The result is a new resource now available to Openprise customers in the Open Data Catalog: “Reference – Europe Metro Areas,” which includes metro area mapping to city name and postal code for Austria, Finland, France, Germany, Ireland, Italy, the Netherlands, Norway, Spain, Sweden, Switzerland, and the United Kingdom.
While creating this taught me new Openprise templates, it also taught me something else: how much data I can put together using Openprise.
Instead of it taking me basically forever to try to use Excel or other data processing tools to put together these four data sources to get what I wanted, I was able to put it together myself in a matter of hours—and the only reason it took that long was that I was teaching myself Openprise and testing all the data as I went, spot-checking that the right places were in the right metro areas and that those without metro areas assigned were legitimately rural. For my more experienced colleagues, I’m sure this would have taken minutes. Because the Openprise jobs are already configured, they can run again any time—or set to run continuously if the data tables were updated frequently. There’s no need to recreate everything if there are data changes, very unlike Excel spreadsheets which would need constant adjustments with data updates.
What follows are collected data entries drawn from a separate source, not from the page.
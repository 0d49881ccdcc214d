//! Max-criteria table: the threshold that maximizes each metric

use serde::{Deserialize, Serialize};

use super::names::ThresholdMetric;
use crate::error::{MetricsError, Result};

/// One entry of the max-criteria table
#[derive(Clone, Debug, PartialEq, Serialize, Deserialize)]
pub struct MaxCriterion {
    /// Label of the form "max <metric>"
    pub metric: String,
    pub threshold: f64,
    /// Metric value at that threshold
    #[serde(default)]
    pub value: f64,
}

impl MaxCriterion {
    /// Create a criterion entry for a canonical metric
    pub fn new(metric: ThresholdMetric, threshold: f64, value: f64) -> Self {
        Self { metric: metric.criterion_label(), threshold, value }
    }
}

/// Immutable mapping from metric to its maximizing threshold
#[derive(Clone, Debug, Default, PartialEq, Serialize, Deserialize)]
#[serde(transparent)]
pub struct MaxCriteriaTable {
    entries: Vec<MaxCriterion>,
}

impl MaxCriteriaTable {
    /// Create a criteria table from its entries
    pub fn new(entries: Vec<MaxCriterion>) -> Self {
        Self { entries }
    }

    /// Get all entries in table order
    pub fn entries(&self) -> &[MaxCriterion] {
        &self.entries
    }

    /// Threshold at which `metric` is maximal
    pub fn resolve_max(&self, metric: ThresholdMetric) -> Result<f64> {
        let label = metric.criterion_label();
        self.entries
            .iter()
            .find(|e| e.metric == label)
            .map(|e| e.threshold)
            .ok_or_else(|| MetricsError::MetricNotFoundInCriteriaTable(metric.name().to_string()))
    }
}

#[cfg(test)]
mod tests {
    use super::*;

    fn criteria() -> MaxCriteriaTable {
        MaxCriteriaTable::new(vec![
            MaxCriterion::new(ThresholdMetric::F1, 0.1, 0.857),
            MaxCriterion::new(ThresholdMetric::Accuracy, 0.5, 0.8),
            MaxCriterion::new(ThresholdMetric::Tpr, 0.1, 0.9),
        ])
    }

    #[test]
    fn test_resolve_max() {
        let table = criteria();
        assert_eq!(table.resolve_max(ThresholdMetric::F1).unwrap(), 0.1);
        assert_eq!(table.resolve_max(ThresholdMetric::Accuracy).unwrap(), 0.5);
    }

    #[test]
    fn test_missing_metric() {
        let err = criteria().resolve_max(ThresholdMetric::F2).unwrap_err();
        assert!(matches!(err, MetricsError::MetricNotFoundInCriteriaTable(ref m) if m == "f2"));
    }

    #[test]
    fn test_deserialize_entries() {
        let json = r#"[{"metric": "max f1", "threshold": 0.35, "value": 0.71}]"#;
        let table: MaxCriteriaTable = serde_json::from_str(json).unwrap();
        assert_eq!(table.entries().len(), 1);
        assert_eq!(table.resolve_max(ThresholdMetric::F1).unwrap(), 0.35);
    }
}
Most importantly, this experience taught me just how many different data points I could put together if I had the raw data. Product information siloed from marketing data? If you can create two tables with even only a single reference point in common, like email address, you can put together that data. Retail information about what is purchased where? If you can combine your point of sale data with your location data, you can analyze purchasing trends. Finance information isolated from your CRM? If you can bring it into a spreadsheet with the right account information, it can be related and analyzed in Openprise.
In case you’re wondering, Liechtenstein has only 14 postal codes. You know, for trivia night.